2019. Waktu itu sudah dua tahun semenjak kedai kopi kecil di dalam komplek samping kantor KUA itu memulai ceritanya sendiri. Kedai itu, mengalami fase alami dari sebuah siklus, naik dan turun. Seperti nasib peradaban kuno sang Koresh Agung yang bentang kekuasaannya dimulai dari Semenanjung Balkan di Barat sampai Lembah Indus, di arah terbitnya Matahari.
 |
| foto: koleksi pribadi Syam |
Atau seperti runtuhnya peradaban Romawi yang dibangun dua anak muda, Remus dan Romulus, anak dari Rhea Silva dengan titisan darah seorang prajurit Troya. Atau seperti runtuhnya kedigdayaan Ottoman, Turki yang dibangun para pengembara berkuda, Erthugrul. Menjelajah Kurdistan ke Anatolia, hingga anak cucuknya pun merasakan memimpin dunia.
Perasaan yang sama selalu muncul. Meski kedai itu sudah tak pernah lagi dibuka sebagai ceritanya waktu itu. Sudah tak ada lagi suara deru gerigi besi yang beradu menggilas biji-biji kopi sehingga serupa serbuk. Tak ada lagi aroma manis, dari kepulan asap sehabis kopi itu rampung disangrai dalam rantang yang disulap seumpama mesin. Diputar dengan tangan, lamat-lamat diamati hingga berderetak lah biji kopi itu.
Kedai kopi kecil itu. Boleh saja telah padam, Tidak pada semangat dan tujuannya sedari awal. Seperti penghancuran pada sejarah ideologi-ideologi manusia. Dia tidak hancur semuanya. Namun menjelma menjadi bentuk-bentuk yang lain.

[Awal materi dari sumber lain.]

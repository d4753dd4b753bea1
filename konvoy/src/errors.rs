use std::path::PathBuf;
use thiserror::Error;

#[derive(Error, Debug)]
pub enum Error {

    #[error("manifest not found: {}", .0.display())]
    ManifestNotFound(PathBuf),

    #[error("invalid manifest {}: {reason}", .path.display())]
    InvalidManifest { path: PathBuf, reason: String },

    /* every offending field, plus the raw validation output */
    #[error("manifest does not match the schema:\n  - {}\n{message}", .violations.join("\n  - "))]
    Schema { violations: Vec<String>, message: String },

    #[error("unable to interpolate `{value}`: variable `{variable}` is not defined")]
    Interpolation { value: String, variable: String },

    #[error("app '{0}' is routable but has no PORT in its env")]
    MissingPort(String),

    #[error("app '{0}' has no image to deploy")]
    MissingImage(String),

    /* encapsulate a kube-rust error */
    #[error("kube error: {0}")]
    Kube(#[from] kube::Error),

    #[error("cluster error: {0}")]
    Cluster(String),

    #[error("`{0}`")]
    Other(String),
}

impl Error {

    /*
     * Fatal errors abort the run before anything is mutated; the others are
     * reported against one app and processing carries on.
     */
    pub fn is_fatal(&self) -> bool {
	matches!(self,
		 Error::ManifestNotFound(_)
		 | Error::InvalidManifest { .. }
		 | Error::Schema { .. }
		 | Error::Interpolation { .. })
    }
}

pub type Result<T, E = Error> = std::result::Result<T, E>;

Hingga barangkali, suatu hari nanti jika Sang Kuasa merestui, dia akan kembali dengan bentuk yang tiada terpikirkan, melebihi semua mimpi yang teramini.
Sementara, kini. Ia menjelma sebuah buku. Lembaran-lembaran kertas yang dibubuhi tinta adalah hanya sebuah kertas. Ini berbeda. Bukan seperti itu. Ini adalah lembaran-lembaran kertas, yang di atasnya ada berbagai rasa yang dituangkan, meski dalam diam dan kenang. Seperti ideologi-ideologi, ia bisa menjelma menjadi bentuk-bentuk lain yang berjuang.
Buku Biji-Biji Kopi yang Bercerita di Bumi Borneo ini sudah ditulis dalam rentang waktu 2019-2022. Lahir dari betapa susahnya penulis, menemukan, literatur dan buku yang bisa menjelaskan dengan terang-benderang, mengapa kopi bisa tumbuh di Kalimantan, padahal ia adalah tanaman yang berasal dari Yaman yang juga konon dari Habasyah, Afrika?
Sulit. Benar-benar sulit menemukan literatur semacam itu, setidaknya hingga tahun 2021. Sehingga dengan membulatkan tekad, penulis akhirnya dengan segala kekurangan yang ada. Mencoba mengumpulkan kepingan puzzle. Tulisan-tulisan, pendapat, hasil wawancara dan mengadakan kunjungan demi kunjungan untuk menarik sebuah kesimpulan. Dari mana dan bagaimana kopi-kopi di Banua bermula. Kini buku itu sudah terbit, di hadapan para pembaca dan mereka yang merindukan kopi Kalsel menjelma menjadi kopi terpandang hingga keluar Nusantara.